One place where my thoughts went during the story was the current unreliability of online texts. Winston from 1984 had the job of changing history and news stories whenever the government found it convenient to do so. With online articles and blogs, text can easily be changed, but how would we know? Without a hard copy, how reliable is electronic information?
Of course in the Tlön story, the characters have a physical copy with pages about Uqbar, but the other copies they have access to do not have the added pages. Here it's easier to conclude that there was physical manipulation of a single copy of the encyclopedia. With online information, who knows how many versions are out in cyberspace?

Tlön is a metaphor for the imagination at work. It may be more than that, of course. But I think it's at least that.

Borges correctly deduced, perhaps, that this could not be more effectively presented by developing it further. Yet, the ideas within it do not deserve to be discarded because they don't lead to a more developed text.
Meanwhile, the writer has wit. But the work doesn't shout.
At first reading, I think I was heavily under the influence of Raymond Queneau, who is more entertaining, so I wasn't in the right frame of mind for this... maybe. I'll probably say more later, just rambling on break time at work. Cheers.

The key figures in the Orbis Tertius are those who have fallen victim to the "ever progressing" modern project. Berkeley leads the charge, despite having "lost" to Hume.
On Tlon, they have concepts that seem unreachable and others that seem self-evident. However, they're radically different than those concepts that seem so to Western culture. It seems to me that the notion of building on reason and science to the pinnacle of truth is made to look silly when it becomes evident that a human-authored work is being rapidly adopted over what was previously believed to be "absolute" and "natural."
Basically, it seems like a really spooky story about the social construction of reality.
Or maybe I'm just a sociologist in a book club, haha.

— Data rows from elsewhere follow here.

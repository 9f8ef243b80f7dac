//! Integration tests for the prediction models

use super::*;
use crate::config::{CalibrationConfig, ComponentWeights};
use crate::error::EngineError;
use std::str::FromStr;
use std::sync::Arc;

fn approx(a: f64, b: f64) -> bool {
    (a - b).abs() < 1e-9
}

fn calibrator(method: CalibrationMethod) -> Calibrator {
    let config = CalibrationConfig {
        method,
        ..Default::default()
    };
    let model = CalibrationModel::from_config(&config);
    Calibrator::new(config, Arc::new(model))
}

fn strong_features() -> EntrantFeatures {
    EntrantFeatures {
        last_5_avg: Some(1.5),
        consistency_score: Some(85.0),
        momentum_score: Some(80.0),
        win_rate: Some(0.45),
        track_score: Some(80.0),
        distance_score: Some(85.0),
        odds_score: Some(90.0),
        implied_prob: Some(0.4),
        jockey_score: Some(85.0),
        trainer_score: Some(80.0),
        fitness_health_score: Some(90.0),
        form_available: Some(true),
        odds_available: Some(true),
        track_experience: Some(5.0),
        ..Default::default()
    }
}

#[test]
fn test_ensemble_renormalizes_over_present_components() {
    let combiner = EnsembleCombiner::new(&ComponentWeights::default()).unwrap();
    let features = EntrantFeatures {
        last_5_avg: Some(3.0),
        odds_score: Some(60.0),
        ..Default::default()
    };

    let components = combiner.components(&features);
    assert_eq!(components.len(), 2);

    let form = &components[0];
    let market = &components[1];
    let expected = (form.probability * 0.30 + market.probability * 0.20) / 0.50;

    let combined = combiner.combine(&features).unwrap();
    assert!(approx(combined.raw_probability, expected));
}

#[test]
fn test_ensemble_without_components_is_insufficient_data() {
    let combiner = EnsembleCombiner::new(&ComponentWeights::default()).unwrap();
    let err = combiner.combine(&EntrantFeatures::default()).unwrap_err();
    assert!(matches!(err, EngineError::InsufficientData(_)));
}

#[test]
fn test_ensemble_rejects_bad_weights() {
    let weights = ComponentWeights {
        form: 0.8,
        ..Default::default()
    };
    assert!(matches!(
        EnsembleCombiner::new(&weights),
        Err(EngineError::Configuration(_))
    ));
}

#[test]
fn test_confidence_bounds() {
    let combiner = EnsembleCombiner::new(&ComponentWeights::default()).unwrap();
    let combined = combiner.combine(&strong_features()).unwrap();
    assert!(combined.confidence >= 0.15 && combined.confidence <= 0.99);

    let sparse = EntrantFeatures {
        jockey_score: Some(30.0),
        vet_clear: Some(false),
        ..Default::default()
    };
    let combined = combiner.combine(&sparse).unwrap();
    // agreement 1.0 (single component); data (0 + 0.5 + 0 + 0.6 + 0) / 5
    assert!(approx(combined.confidence, 0.6 + 0.4 * 0.22));
}

#[test]
fn test_explanation_strong_contender() {
    let combiner = EnsembleCombiner::new(&ComponentWeights::default()).unwrap();
    let features = EntrantFeatures {
        recent_win_rate: Some(0.6),
        is_favorite: Some(true),
        current_odds: Some(2.5),
        ..strong_features()
    };
    let combined = combiner.combine(&features).unwrap();
    let explanation = ensemble::explain(&combined.components, &features, 0.32, 0.8);

    assert_eq!(explanation.verdict, Verdict::StrongContender);
    assert_eq!(explanation.risk_assessment, crate::types::RiskLevel::Low);
    assert!(explanation.key_factors.iter().any(|k| k.factor == "Market Favorite"));
    assert!(explanation.why_predicted.starts_with("Predicted at 32.0% based on: strong"));
}

#[test]
fn test_explanation_risk_ladder() {
    let features = EntrantFeatures {
        first_up: Some(true),
        vet_concerns: Some(1.0),
        outside_draw: Some(true),
        ..Default::default()
    };
    let explanation = ensemble::explain(&[], &features, 0.20, 0.9);
    assert_eq!(explanation.risk_factors.len(), 3);
    assert_eq!(explanation.risk_assessment, crate::types::RiskLevel::High);
    // three risks rule out both contender tiers
    assert_eq!(explanation.verdict, Verdict::Roughie);
    assert!(explanation.why_predicted.ends_with("average performance across all factors"));

    let explanation = ensemble::explain(&[], &EntrantFeatures::default(), 0.05, 0.9);
    assert_eq!(explanation.verdict, Verdict::Outsider);
}

#[test]
fn test_power_law_event_sums_to_one() {
    let model = CalibrationModel::from_config(&CalibrationConfig::default());
    let out = model.transform_event(&[0.6, 0.5, 0.3, 0.2], &[None; 4]);
    assert!(approx(out.iter().sum::<f64>(), 1.0));
    // flattening: exponent < 1 shrinks the gap between entrants
    assert!(out[0] / out[3] < 0.6 / 0.2);
}

#[test]
fn test_power_law_field_keeps_ranking() {
    let model = CalibrationModel::from_config(&CalibrationConfig::default());
    assert!(approx(model.power_exponent, 0.75));
    let raw = [0.4, 0.2, 0.15, 0.1, 0.08, 0.07];
    let out = model.transform_event(&raw, &[None; 6]);
    assert!(approx(out.iter().sum::<f64>(), 1.0));
    for pair in out.windows(2) {
        assert!(pair[0] > pair[1]);
    }
    let total: f64 = raw.iter().map(|p| p.powf(0.75)).sum();
    assert!(approx(out[0], 0.4f64.powf(0.75) / total));
}

#[test]
fn test_calibrate_one_per_method() {
    let power = calibrator(CalibrationMethod::PowerLaw);
    assert!(approx(power.calibrate_one(0.2, None), 0.2f64.powf(0.75)));
    // 0.5^0.75 lands above the favourite threshold and is compressed
    let lifted = 0.5f64.powf(0.75);
    assert!(approx(power.calibrate_one(0.5, None), lifted - (lifted - 0.35) * 0.15));

    let shifted = calibrator(CalibrationMethod::LogitShift);
    assert!(approx(shifted.calibrate_one(0.5, None), 1.0 / (1.0 + 0.8f64.exp())));

    // blends with the entrant's own implied probability 1/odds
    let market = calibrator(CalibrationMethod::MarketAdjusted);
    assert!(approx(market.calibrate_one(0.2, Some(4.0)), 0.7 * 0.2 + 0.3 * 0.25));
    assert!(approx(market.calibrate_one(0.2, None), 0.2));
    assert!(approx(market.calibrate_one(0.2, Some(1.0)), 0.2));
}

#[test]
fn test_logit_shift_lowers_probability() {
    let config = CalibrationConfig {
        method: CalibrationMethod::LogitShift,
        ..Default::default()
    };
    let model = CalibrationModel::from_config(&config);
    assert!(model.transform_one(0.5, None) < 0.5);
    // clipped at the extremes
    assert!(model.transform_one(0.0, None) > 0.0);
}

#[test]
fn test_market_blend() {
    let config = CalibrationConfig {
        method: CalibrationMethod::MarketAdjusted,
        ..Default::default()
    };
    let model = CalibrationModel::from_config(&config);
    let out = model.transform_event(&[0.5, 0.5], &[Some(2.0), Some(4.0)]);
    assert!(approx(out[0], 0.55));
    assert!(approx(out[1], 0.45));
}

#[test]
fn test_market_blend_falls_back_without_odds() {
    let config = CalibrationConfig {
        method: CalibrationMethod::MarketAdjusted,
        ..Default::default()
    };
    let model = CalibrationModel::from_config(&config);
    let out = model.transform_event(&[0.6, 0.2], &[Some(2.0), None]);
    assert!(approx(out[0], 0.75));
    assert!(approx(out[1], 0.25));
}

#[test]
fn test_adjust_compression_boost_and_clamp() {
    let cal = calibrator(CalibrationMethod::PowerLaw);
    assert!(approx(cal.adjust(0.5), 0.5 - 0.15 * 0.15));
    assert!(approx(cal.adjust(0.05), 0.054));
    assert!(approx(cal.adjust(0.001), 0.005));
    assert!(approx(cal.adjust(0.2), 0.2));
    assert!(cal.adjust(1.0) <= 0.95);
}

#[test]
fn test_batch_compression_only_above_trigger() {
    let cal = calibrator(CalibrationMethod::PowerLaw);

    let compressed = cal.compress_batch(vec![0.3; 5]);
    // total 1.5 → target min(1.0, max(0.7, 1.35)) = 1.0
    assert!(approx(compressed.iter().sum::<f64>(), 1.0));

    let untouched = cal.compress_batch(vec![0.3; 4]);
    assert_eq!(untouched, vec![0.3; 4]);
}

#[test]
fn test_calibrated_event_within_bounds() {
    let cal = calibrator(CalibrationMethod::PowerLaw);
    let raw = [0.95, 0.7, 0.4, 0.1, 0.02, 0.0001];
    let out = cal.calibrate_event(&raw, &[None; 6]);
    assert_eq!(out.len(), raw.len());
    for p in &out {
        assert!(*p >= 0.005 && *p <= 0.95);
    }
    // ordering preserved
    for pair in out.windows(2) {
        assert!(pair[0] >= pair[1]);
    }
}

#[test]
fn test_unknown_method_name() {
    assert_eq!(CalibrationMethod::from_str("logit_shift").unwrap(), CalibrationMethod::LogitShift);
    assert!(matches!(
        CalibrationMethod::from_str("isotonic"),
        Err(EngineError::Configuration(_))
    ));
}

#[test]
fn test_grids_are_inclusive_and_exact() {
    let power = fitting::power_law_grid();
    assert_eq!(power.len(), 13);
    assert_eq!(power[0], 0.5);
    assert_eq!(power[10], 1.0);
    assert_eq!(power[12], 1.1);

    let shift = fitting::logit_shift_grid();
    assert_eq!(shift.len(), 31);
    assert_eq!(shift[0], -2.0);
    assert_eq!(shift[12], -0.8);
    assert_eq!(shift[30], 1.0);
}

#[test]
fn test_grid_search_ties_keep_first() {
    let grid = [0.5, 0.6, 0.7];
    assert_eq!(fitting::grid_search(&grid, |_| 1.0), Some((0.5, 1.0)));
    assert_eq!(fitting::grid_search(&grid, |x| (x - 0.6).abs()), Some((0.6, 0.0)));
    assert_eq!(fitting::grid_search(&[], |x| x), None);
    assert_eq!(fitting::grid_search(&grid, |_| f64::NAN), None);
}

fn favourite_history() -> Vec<HistoricalEvent> {
    (0..10)
        .map(|i| HistoricalEvent {
            event_id: format!("E{i}"),
            probabilities: vec![0.6, 0.3, 0.1],
            winners: vec![true, false, false],
        })
        .collect()
}

#[test]
fn test_fit_power_law_is_deterministic() {
    let base = CalibrationModel::from_config(&CalibrationConfig::default());
    let history = favourite_history();

    let a = fitting::fit(CalibrationMethod::PowerLaw, &base, &history).unwrap();
    let b = fitting::fit(CalibrationMethod::PowerLaw, &base, &history).unwrap();
    assert_eq!(a.power_exponent, b.power_exponent);
    assert_eq!(a.brier_score, b.brier_score);
    // favourites always win, so the sharpest exponent is best
    assert_eq!(a.power_exponent, 1.1);
    assert_eq!(a.samples, 30);
    assert!(a.fitted_at.is_some());
}

#[test]
fn test_fit_logit_shift() {
    let base = CalibrationModel::from_config(&CalibrationConfig::default());
    let history = vec![HistoricalEvent {
        event_id: "E1".into(),
        probabilities: vec![0.5, 0.5],
        winners: vec![false, false],
    }];
    let model = fitting::fit(CalibrationMethod::LogitShift, &base, &history).unwrap();
    assert_eq!(model.method, CalibrationMethod::LogitShift);
    assert_eq!(model.logit_shift, -2.0);
}

#[test]
fn test_fit_errors() {
    let base = CalibrationModel::from_config(&CalibrationConfig::default());
    assert!(matches!(
        fitting::fit(CalibrationMethod::PowerLaw, &base, &[]),
        Err(EngineError::InsufficientData(_))
    ));
    assert!(matches!(
        fitting::fit(CalibrationMethod::MarketAdjusted, &base, &favourite_history()),
        Err(EngineError::Configuration(_))
    ));

    let malformed = vec![HistoricalEvent {
        event_id: "bad".into(),
        probabilities: vec![0.5],
        winners: vec![],
    }];
    assert!(matches!(
        fitting::fit(CalibrationMethod::PowerLaw, &base, &malformed),
        Err(EngineError::InsufficientData(_))
    ));
}

#[tokio::test]
async fn test_handle_refit_persists_then_swaps() {
    let dir = tempfile::tempdir().unwrap();
    let path = dir.path().join("calibration.json");
    let base = CalibrationModel::from_config(&CalibrationConfig::default());

    let handle = CalibrationHandle::open(&path, base.clone()).await.unwrap();
    let before = handle.snapshot();
    assert_eq!(*before, base);

    let fitted = handle
        .refit(CalibrationMethod::PowerLaw, Arc::new(favourite_history()))
        .await
        .unwrap();
    assert_eq!(fitted.power_exponent, 1.1);
    // old snapshot untouched, new one visible
    assert_eq!(before.power_exponent, 0.75);
    assert_eq!(handle.snapshot().power_exponent, 1.1);

    let reloaded = CalibrationModel::load(&path).await.unwrap();
    assert_eq!(reloaded, *fitted);

    let reopened = CalibrationHandle::open(&path, base).await.unwrap();
    assert_eq!(reopened.snapshot().power_exponent, 1.1);
}

#[tokio::test]
async fn test_failed_refit_keeps_current_model() {
    let dir = tempfile::tempdir().unwrap();
    let path = dir.path().join("calibration.json");
    let base = CalibrationModel::from_config(&CalibrationConfig::default());
    let handle = CalibrationHandle::new(base.clone(), &path);

    let result = handle
        .refit(CalibrationMethod::PowerLaw, Arc::new(Vec::new()))
        .await;
    assert!(result.is_err());
    assert_eq!(*handle.snapshot(), base);
    assert!(!path.exists());
}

I think -- as I do sometimes of Borges -- it's a form of stand up comedy on the human condition.

It may well be both a commentary on the human condition and the relevant aspects of contemporary society. In the latter case, he's critiquing the "modern project," the gall of claiming to have verified absolute reality, and the notion of a quest towards a pinnacle of knowledge. Basically, all of the jazz that Enlightenment philosophers discussed, age of reason philosophers developed, and modern discourse on the philosophy of science has made common.
Alex wrote: " the gall of claiming to have verified absolute reality.."
Like believing atlases are complete until you discover 4 pages about Uqbar, and then realize the atlases are not complete. A fun mind-game the creators of Tlön came up with.
Z proposed the idea of reading "hoax novels" over in the suggestions for 2014 discussion earlier today. I think this short story fits the theme.
Like believing atlases are complete until you discover 4 pages about Uqbar, and then realize the atlases are not complete. A fun mind-game the creators of Tlön came up with.
Z proposed the idea of reading "hoax novels" over in the suggestions for 2014 discussion earlier today. I think this short story fits the theme.

Like believing atlases are complete until you discover 4 pages about Uqbar, and then realize the atlases are not complete. A..."
Exactly. And yes, it certainly seems to fit. Stories about fake books are always entertaining because they make me wish the books were real so that I could read them, haha. Like Lovecraft and the Necronomicon.
Alex wrote: "Exactly. And yes, it certainly seems to fit. Stories about fake books are always entertaining because they make me wish the books were real so that I could read them, haha. Like Lovecraft and the Necronomicon..."
Or like Wallace's "Entertainment" or Danielewski's "Navidson Record" - ok, those are movies, but still...
The more I ponder this particular story, the more Borges becomes a proto-postmodernist.
Or like Wallace's "Entertainment" or Danielewski's "Navidson Record" - ok, those are movies, but still...
The more I ponder this particular story, the more Borges becomes a proto-postmodernist.

I think finding a postmodernist in the 30s lends credence to Bruno Latour's idea that we have never been modern and thus there is no such thing as postmodern, haha.
Alex wrote: "Great examples. And I agree completely. Fractured reality that is all perspective. He talks in so much depth about subject positions and the construal of reality as a function of language. Fouc..."
We'll be delving more into this territory with Pierre Menard during the week of April 29.
We'll be delving more into this territory with Pierre Menard during the week of April 29.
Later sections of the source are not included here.